Leading commercial publishers were initially distanced by the unexpected rise of the Web for academic publication: the executive board of Elsevier "had failed to grasp the significance of electronic publishing altogether, and therefore the deadly danger that it posed—the danger, namely, that scientists would be able to manage without the journal". The persistence of high revenues from subscription and the consolidation of the sector made it possible to fund the conversion of the pre-existing online services to the web as well as the digitization of past collections. By the 2010s, leading publishers have been "moving from a content-provision to a data analytics business" and developed or acquired new key infrastructures for the management scientific and pedagogic activities: "Elsevier has acquired and launched products that extend its influence and its ownership of the infrastructure to all stages of the academic knowledge production process". Since it has expanded beyond publishing, the vertical integration of privately owned infrastructures has become extensively integrated to daily research activities.

The privatised control of scholarly infrastructures is especially noticeable in the context of 'vertical integration' that publishers such as Elsevier and SpringerNature are seeking by controlling all aspects of the research life cycle, from submission to publication and beyond. For example, this vertical integration is represented in a number of Elsevier's business acquisitions, such as Mendeley (a reference manager), SSRN (a pre-print repository) and Bepress (a provider of repository and publishing software for universities).

=== Toward open science infrastructures (2015-…) ===
The consolidation and expansion of commercial scientific infrastructure had entailed renewed calls to secure "community-controlled infrastructure". The acquisition of the open repositories Digital Commons and SSRN by Elsevier has highlighted the lack of reliability of critical scientific infrastructure for open science. The SPARC report on European Infrastructures underlines that "a number of important infrastructures at risk and as a consequence, the products and services that comprise open infrastructure are increasingly being tempted by buyout offers from large commercial enterprises. This threat affects both not-for-profit open infrastructure as well as closed, and is evidenced by the buyout in recent years of commonly relied on tools and platforms such as SSRN, bepress, Mendeley, and Github."
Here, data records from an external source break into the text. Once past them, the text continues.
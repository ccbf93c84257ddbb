//! Bounded-time polling for a template on fresh captures.
//!
//! Each attempt captures the screen and runs [`Matcher::find`]. The deadline
//! is only checked between attempts, so an attempt that starts before the
//! deadline always runs to completion. At least one attempt is made even with
//! a zero timeout.

use crate::asset::ImageAsset;
use crate::search::{MatchResult, Matcher};
use crate::template::SearchTemplate;
use crate::trace::{trace_debug, trace_event, trace_span};
use crate::util::{ScreenMatchError, ScreenMatchResult};
use std::thread;
use std::time::{Duration, Instant};

/// Produces a freshly decoded capture on every call.
pub trait ScreenSource {
    fn capture(&mut self) -> ScreenMatchResult<ImageAsset>;
}

impl<F> ScreenSource for F
where
    F: FnMut() -> ScreenMatchResult<ImageAsset>,
{
    fn capture(&mut self) -> ScreenMatchResult<ImageAsset> {
        self()
    }
}

/// Timeouts and pacing for the retry loop.
#[derive(Clone, Debug)]
pub struct RetryConfig {
    /// Timeout for direct lookups (`find`, clicking on an image).
    pub find_timeout: Duration,
    /// Timeout for explicit `wait` calls.
    pub wait_timeout: Duration,
    /// Pause between attempts. Zero polls back to back.
    pub poll_interval: Duration,
}

impl Default for RetryConfig {
    fn default() -> Self {
        Self {
            find_timeout: Duration::from_secs(10),
            wait_timeout: Duration::from_secs(30),
            poll_interval: Duration::ZERO,
        }
    }
}

/// Where the retry loop currently stands.
#[derive(Clone, Debug, PartialEq)]
pub enum SearchState {
    Searching { attempts: usize },
    Found(MatchResult),
    TimedOut { attempts: usize },
}

/// Drives the capture-and-match loop.
#[derive(Clone, Debug, Default)]
pub struct RetryScheduler {
    cfg: RetryConfig,
}

impl RetryScheduler {
    pub fn new(cfg: RetryConfig) -> Self {
        Self { cfg }
    }

    pub fn config(&self) -> &RetryConfig {
        &self.cfg
    }

    /// Polls until the template is found or `timeout` elapses.
    ///
    /// Fails with [`ScreenMatchError::ImageNotFound`] naming the template on
    /// timeout. Capture and decode errors end the loop immediately.
    pub fn find<S: ScreenSource + ?Sized>(
        &self,
        source: &mut S,
        matcher: &Matcher,
        template: &SearchTemplate,
        timeout: Duration,
    ) -> ScreenMatchResult<MatchResult> {
        let _span = trace_span!("retry_find", template = template.name()).entered();
        let start = Instant::now();
        let mut state = SearchState::Searching { attempts: 0 };

        loop {
            state = match state {
                SearchState::Searching { attempts } => {
                    let attempts = attempts + 1;
                    let capture = source.capture()?;
                    let found = matcher.find(&capture, template)?;
                    let elapsed = start.elapsed();
                    trace_debug!(
                        "attempt",
                        attempt = attempts,
                        elapsed_ms = elapsed.as_millis() as u64,
                        found = found.is_some(),
                    );
                    match found {
                        Some(result) => SearchState::Found(result),
                        None if elapsed >= timeout => SearchState::TimedOut { attempts },
                        None => {
                            if !self.cfg.poll_interval.is_zero() {
                                thread::sleep(self.cfg.poll_interval);
                            }
                            SearchState::Searching { attempts }
                        }
                    }
                }
                SearchState::Found(result) => return Ok(result),
                SearchState::TimedOut { attempts } => {
                    trace_event!("timed_out", template = template.name(), attempts = attempts);
                    return Err(ScreenMatchError::ImageNotFound {
                        name: template.name().to_string(),
                    });
                }
            };
        }
    }

    /// [`find`](Self::find) with the default find timeout.
    pub fn find_default<S: ScreenSource + ?Sized>(
        &self,
        source: &mut S,
        matcher: &Matcher,
        template: &SearchTemplate,
    ) -> ScreenMatchResult<MatchResult> {
        self.find(source, matcher, template, self.cfg.find_timeout)
    }

    /// Blocks until the template is visible, discarding the match.
    pub fn wait<S: ScreenSource + ?Sized>(
        &self,
        source: &mut S,
        matcher: &Matcher,
        template: &SearchTemplate,
        timeout: Duration,
    ) -> ScreenMatchResult<()> {
        self.find(source, matcher, template, timeout).map(|_| ())
    }
}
In contrast with the consolidation of privately owned infrastructure, the open science movement "has tended to overlook the importance of social structures and systemic constraints in the design of new forms of knowledge infrastructures". It remained mostly focused to the content of scientific research, with little integration of technical tools and few large community initiatives. "Common pool of resources is not governed or managed by the current scholarly commons initiative. There is no dedicated hard infrastructure and though there may be a nascent community, there is no formal membership."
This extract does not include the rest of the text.